The Rev. James Dawson-Byrne

     

The Rev. James Dawson-Byrne – Hero and Priest

Father James Dawson-Byrne was born at number 9 Railway Terrace, Mullingar in 1878. The family already had connections to the Brayton family who had been active in the 1798 rebellion. During his eventful life he was also to come into contact with such luminaries as Eamon De Valera and Michael Collins. He is rumoured to  have been a priest of the IRA during the civil war in 1922. Indeed, newspaper reports at the time show that he played his part in war time espionage and saved many lives in the process.

James Dawson Byrne was the youngest child of James Byrne and Rose Dawson. According to the US census records, he moved to the United States in 1913. The World War I records place him in South Dakota in 1917.

By the late 1920’s he was living in New York City. He had become a Jesuit Priest and was earning a comfortable living editing English and Drama text books. Indeed, he is famous for having written “The Story of Ireland’s National Theatre:  The Abbey Theatre Dublin” which was published in 1929 under his nom de plume, Dawson Byrne.

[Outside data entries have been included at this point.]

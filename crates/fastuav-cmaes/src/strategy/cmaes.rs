//! CMA-ES: Covariance Matrix Adaptation Evolution Strategy
//!
//! Full-covariance (μ/μ_w, λ)-CMA-ES with cumulative step-size adaptation.
//! Candidates are clamped into the box bounds when sampled and the update
//! learns from the clamped vectors handed back to `tell`.
//!
//! # Example
//!
//! ```
//! use fastuav_cmaes::{CmaEs, EngineSettings, EvolutionEngine};
//!
//! let mut cma = CmaEs::default();
//! cma.configure(EngineSettings {
//!     initial: vec![3.0; 4],
//!     sigma0: 1.0,
//!     lower: vec![-10.0; 4],
//!     upper: vec![10.0; 4],
//!     seed: 42,
//! })
//! .unwrap();
//!
//! while cma.stop().is_empty() {
//!     let candidates = cma.ask().unwrap();
//!     let fitness: Vec<f64> = candidates
//!         .iter()
//!         .map(|x| x.iter().map(|xi| xi * xi).sum())
//!         .collect();
//!     cma.tell(&candidates, &fitness).unwrap();
//! }
//! assert!(cma.result().unwrap().fitness < 1e-8);
//! ```

use super::covariance::Covariance;
use super::parameters::StrategyParameters;
use crate::engine::{EngineResult, EngineSettings, EvolutionEngine, StopSet};
use crate::termination::StopCriterion;
use crate::{DEFAULT_CONDITION_LIMIT, DEFAULT_TOL_FUN, DEFAULT_TOL_X};
use fastuav_common::EngineError;
use nalgebra::DVector;
use rand::rngs::StdRng;
use rand::{Rng, SeedableRng};
use rand_distr::StandardNormal;
use serde::{Deserialize, Serialize};
use std::collections::VecDeque;
use tracing::{debug, trace};

/// CMA-ES options independent of the problem
#[derive(Debug, Clone, PartialEq, Serialize, Deserialize)]
pub struct CmaEsOptions {
    /// Population size; `4 + ⌊3 ln n⌋` when unset
    pub population_size: Option<usize>,
    /// Generation budget; `100 + 150 (n + 3)² / √λ` when unset
    pub max_iterations: Option<u64>,
    /// Evaluation budget
    pub max_evaluations: Option<u64>,
    /// Stop once the best fitness is at or below this value
    pub target_fitness: Option<f64>,
    /// Tolerance on the fitness range
    pub tol_fun: f64,
    /// Tolerance on the distribution's standard deviations
    pub tol_x: f64,
    /// Limit on the covariance condition number
    pub condition_limit: f64,
}

impl Default for CmaEsOptions {
    fn default() -> Self {
        Self {
            population_size: None,
            max_iterations: None,
            max_evaluations: None,
            target_fitness: None,
            tol_fun: DEFAULT_TOL_FUN,
            tol_x: DEFAULT_TOL_X,
            condition_limit: DEFAULT_CONDITION_LIMIT,
        }
    }
}

/// Search state, present once configured
#[derive(Debug, Clone)]
struct SearchState {
    params: StrategyParameters,
    lower: Vec<f64>,
    upper: Vec<f64>,
    rng: StdRng,
    mean: DVector<f64>,
    sigma: f64,
    p_sigma: DVector<f64>,
    p_c: DVector<f64>,
    cov: Covariance,
    generation: u64,
    evaluations: u64,
    eigen_evaluations: u64,
    max_iterations: u64,
    /// Sorted fitness of the last told generation
    last_fitness: Vec<f64>,
    /// Best fitness of recent generations
    best_history: VecDeque<f64>,
    best: Option<(Vec<f64>, f64)>,
}

/// CMA-ES optimizer
#[derive(Debug, Clone, Default)]
pub struct CmaEs {
    options: CmaEsOptions,
    state: Option<SearchState>,
}

impl CmaEs {
    /// Create with the given options; call `configure` before `ask`
    pub fn new(options: CmaEsOptions) -> Self {
        Self {
            options,
            state: None,
        }
    }

    /// Population size, known once configured
    pub fn population_size(&self) -> Option<usize> {
        self.state.as_ref().map(|s| s.params.lambda)
    }

    /// Current step size, known once configured
    pub fn sigma(&self) -> Option<f64> {
        self.state.as_ref().map(|s| s.sigma)
    }

    /// Current mean of the search distribution
    pub fn mean(&self) -> Option<Vec<f64>> {
        self.state.as_ref().map(|s| s.mean.iter().copied().collect())
    }

    fn state_mut(&mut self) -> Result<&mut SearchState, EngineError> {
        self.state.as_mut().ok_or(EngineError::NotConfigured)
    }
}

James became a US citizen in 1930 and as he was living in New York at the time, it is likely that he was part of the Teresa Brayton set. Indeed, his Nationalist leanings were hinted at in a report from one of his visits to Ireland where he is credited with having witnessed the bleeding statues of Templemore in September 1920, where hundreds of miracle cures were being effected, “Father Byrne is the first traveller to reach America and vouch for the truth of the phenomena at Templemore”, (The New Age Magazine, 1920).

The statues had started bleeding after an ambush at Templemore by the IRA resulting in the Killing of RIC District inspector Wilson. Rather than being genuine, the IRA viewed the apparitions as part of a ploy to prevent the military from sacking the town and making the Catholics “pay for it”.

Although thousands of pilgrims had travelled to the site during the three weeks of the apparitions, even the Roman Catholic Church had expressed “extreme reserve” about the cures and miracles attributed to them. Michael Collins himself had given instructions for James Walsh, the initial visionary of the bleeding statues, to be interviewed. The Templemore miracles finally ended when the IRA ambushed and killed two RIC members at Kiloskeahan near Burnane on the 29th of September 1920. (Garda Gazette, Winter 2008).

In 1936 Father James was teaching at the Catholic University in Washington DC and then moved on to the University of San Francisco, which is a Jesuit School. He died in Los Angeles, California in 1940.

Comments are closed.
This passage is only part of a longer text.